Starke Winde fielen Bäume, zerstörten Häuser und zwangen Tausende zur Flucht in Sicherheit, als der Zyklon Gaja am Freitag in die Ostküste Indiens stürzte.

Winde, die bis zu 120 Kilometer (75 Meilen) pro Stunde packten, zerschlugen den Bundesstaat Tamil Nadu, als der Sturm Anfang Freitag die Küste in der Nähe von Nagapattinam traf und schwere Regenfälle brachte, sagte Indiens Wetteramt.

Mehr als 80.000 Einwohner aus einem halben Dutzend Bezirken im Südstaat wurden in Schutzräume evakuiert.

Der Sturm wurde vorhergesagt, um sich nach Westen zu bewegen und allmählich zu schwächen, bevor er in das Arabische Meer eindringt, sagte die Indische Meteorologische Abteilung.

Sintflutartige Regenfälle verursachten Staunässe und drohten Erdrutsche.

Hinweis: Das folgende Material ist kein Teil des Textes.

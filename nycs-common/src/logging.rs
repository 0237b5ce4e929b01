//! Tracing subscriber setup

use crate::config::LoggingConfig;
use crate::{Error, Result};
use tracing_subscriber::EnvFilter;

/// Build the filter: `RUST_LOG` wins, otherwise the configured level
pub fn build_env_filter(config: &LoggingConfig) -> Result<EnvFilter> {
    match EnvFilter::try_from_default_env() {
        Ok(filter) => Ok(filter),
        Err(_) => EnvFilter::try_new(&config.level)
            .map_err(|e| Error::Config(format!("Invalid log level '{}': {}", config.level, e))),
    }
}

/// Install the global fmt subscriber
pub fn init_tracing(config: &LoggingConfig) -> Result<()> {
    let filter = build_env_filter(config)?;
    tracing_subscriber::fmt()
        .with_env_filter(filter)
        .try_init()
        .map_err(|e| Error::Internal(format!("Failed to install tracing subscriber: {}", e)))
}
//! Configuration loading and source URL resolution
//!
//! Source URLs are resolved with the priority order:
//! 1. Command-line argument (highest priority)
//! 2. Environment variable
//! 3. TOML config file
//! 4. Compiled default (fallback)

use crate::{Error, Result};
use serde::{Deserialize, Serialize};
use std::path::{Path, PathBuf};
use tracing::{debug, info, warn};

/// NYC Open Data 2017 DOE High School Directory
pub const DEFAULT_DIRECTORY_URL: &str = "https://data.cityofnewyork.us/resource/s3k6-pzi2.json";
/// NYC Open Data 2012 SAT Results
pub const DEFAULT_SAT_URL: &str = "https://data.cityofnewyork.us/resource/f9bf-2cp4.json";

pub const DIRECTORY_URL_ENV: &str = "NYCS_DIRECTORY_URL";
pub const SAT_URL_ENV: &str = "NYCS_SAT_URL";

/// Top-level TOML configuration file
#[derive(Debug, Clone, Default, PartialEq, Serialize, Deserialize)]
pub struct TomlConfig {
    /// Dataset endpoints
    #[serde(default)]
    pub sources: SourcesConfig,
    /// Logging configuration
    #[serde(default)]
    pub logging: LoggingConfig,
    /// HTTP client settings
    #[serde(default)]
    pub http: HttpConfig,
}

/// Dataset endpoints from the `[sources]` table
#[derive(Debug, Clone, Default, PartialEq, Serialize, Deserialize)]
pub struct SourcesConfig {
    pub directory_url: Option<String>,
    pub sat_url: Option<String>,
}

/// Logging configuration from the `[logging]` table
#[derive(Debug, Clone, PartialEq, Serialize, Deserialize)]
pub struct LoggingConfig {
    /// Default filter directive when `RUST_LOG` is unset (e.g. "info", "nycs_directory=debug")
    #[serde(default = "default_log_level")]
    pub level: String,
}

impl Default for LoggingConfig {
    fn default() -> Self {
        Self {
            level: default_log_level(),
        }
    }
}

fn default_log_level() -> String {
    "info".to_string()
}

/// HTTP client settings from the `[http]` table
#[derive(Debug, Clone, Default, PartialEq, Serialize, Deserialize)]
pub struct HttpConfig {
    /// Overrides the client's User-Agent header
    pub user_agent: Option<String>,
}

/// Fully resolved dataset endpoints
#[derive(Debug, Clone, PartialEq, Eq)]
pub struct SourceUrls {
    pub directory_url: String,
    pub sat_url: String,
}

impl Default for SourceUrls {
    fn default() -> Self {
        Self {
            directory_url: DEFAULT_DIRECTORY_URL.to_string(),
            sat_url: DEFAULT_SAT_URL.to_string(),
        }
    }
}

/// Default configuration file path: `<config_dir>/nycs/config.toml`
pub fn default_config_path() -> Option<PathBuf> {
    dirs::config_dir().map(|d| d.join("nycs").join("config.toml"))
}

/// Load a TOML configuration file
///
/// A missing file is not an error: a warning is logged and defaults are
/// returned. A file that exists but does not parse is `Error::Config`.
pub fn load_toml_config(path: &Path) -> Result<TomlConfig> {
    match read_toml_config(path)? {
        Some(config) => {
            info!("Loaded config from {}", path.display());
            Ok(config)
        }
        None => {
            warn!("Config file not found at {}, using defaults", path.display());
            Ok(TomlConfig::default())
        }
    }
}

/// Read and parse a TOML config file without logging
///
/// Returns `Ok(None)` when the file does not exist. Used before the tracing
/// subscriber is installed.
pub fn read_toml_config(path: &Path) -> Result<Option<TomlConfig>> {
    if !path.exists() {
        return Ok(None);
    }

    let content = std::fs::read_to_string(path)?;
    let config: TomlConfig = toml::from_str(&content)
        .map_err(|e| Error::Config(format!("Parse TOML failed ({}): {}", path.display(), e)))?;

    Ok(Some(config))
}

/// Resolves the two dataset URLs across all configuration tiers
pub struct SourceUrlResolver<'a> {
    toml: &'a TomlConfig,
    cli_directory_url: Option<String>,
    cli_sat_url: Option<String>,
}

impl<'a> SourceUrlResolver<'a> {
    pub fn new(toml: &'a TomlConfig) -> Self {
        Self {
            toml,
            cli_directory_url: None,
            cli_sat_url: None,
        }
    }

    pub fn with_cli(mut self, directory_url: Option<String>, sat_url: Option<String>) -> Self {
        self.cli_directory_url = directory_url;
        self.cli_sat_url = sat_url;
        self
    }

    pub fn resolve(&self) -> SourceUrls {
        SourceUrls {
            directory_url: resolve_one(
                "directory",
                self.cli_directory_url.as_deref(),
                DIRECTORY_URL_ENV,
                self.toml.sources.directory_url.as_deref(),
                DEFAULT_DIRECTORY_URL,
            ),
            sat_url: resolve_one(
                "sat",
                self.cli_sat_url.as_deref(),
                SAT_URL_ENV,
                self.toml.sources.sat_url.as_deref(),
                DEFAULT_SAT_URL,
            ),
        }
    }
}

fn resolve_one(
    label: &str,
    cli: Option<&str>,
    env_var: &str,
    toml: Option<&str>,
    default: &str,
) -> String {
    if let Some(url) = cli.filter(|u| is_valid_url(u)) {
        debug!(source = label, "URL from command line");
        return url.to_string();
    }

    if let Ok(url) = std::env::var(env_var) {
        if is_valid_url(&url) {
            debug!(source = label, "URL from environment ({})", env_var);
            return url;
        }
    }

    if let Some(url) = toml.filter(|u| is_valid_url(u)) {
        debug!(source = label, "URL from TOML config");
        return url.to_string();
    }

    default.to_string()
}

/// Non-empty, non-whitespace
pub fn is_valid_url(url: &str) -> bool {
    !url.trim().is_empty()
}
//! nycs-directory library interface
//!
//! Fetches the NYC high school directory and the SAT results datasets,
//! merges them by school name and memoizes the merged [`Directory`].

pub mod builder;
pub mod controller;
pub mod error;
pub mod fetcher;
pub mod models;
pub mod parser;

pub use crate::builder::{BuildStats, DirectoryBuilder};
pub use crate::controller::{ControllerState, DirectoryController, InitOutcome};
pub use crate::error::{FetchError, InitError, MissingScore, SkipRecord, SourceKind};
pub use crate::fetcher::{HttpJsonFetcher, JsonFetcher, RawRecord};
pub use crate::models::{Directory, SatData, School};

In der Region gab es weit verbreitete Stromausfälle.

Die Behörden schlossen Schulen und Hochschulen und entsandten Katastrophenschutzteams, um um umgestürzte Bäume und Strommasten von den Straßen zu entfernen.

Tausende von Einsatzkräften waren auf Abruf bereit, ebenso wie zwei Marineschiffe mit Tauchern, Hubschraubern und Schlauchbooten.

Die Behörden hatten die Fischer seit Sonntag gewarnt, nicht zu riskieren, auf See zu gehen.

Gaja ist der zweite große Sturm, der in den letzten Wochen die Ostküste Indiens heimgesucht hat. Der Zyklon Titli hat im Oktober den Bundesstaat Odisha geschlagen und mindestens zwei Menschen getötet.

Zwischen April und Dezember treffen Stürme regelmäßig Südindien. Der Zyklon Ockhi hat im vergangenen Jahr in den Südstaaten Tamil Nadu und Kerala fast 250 Menschenleben gefordert.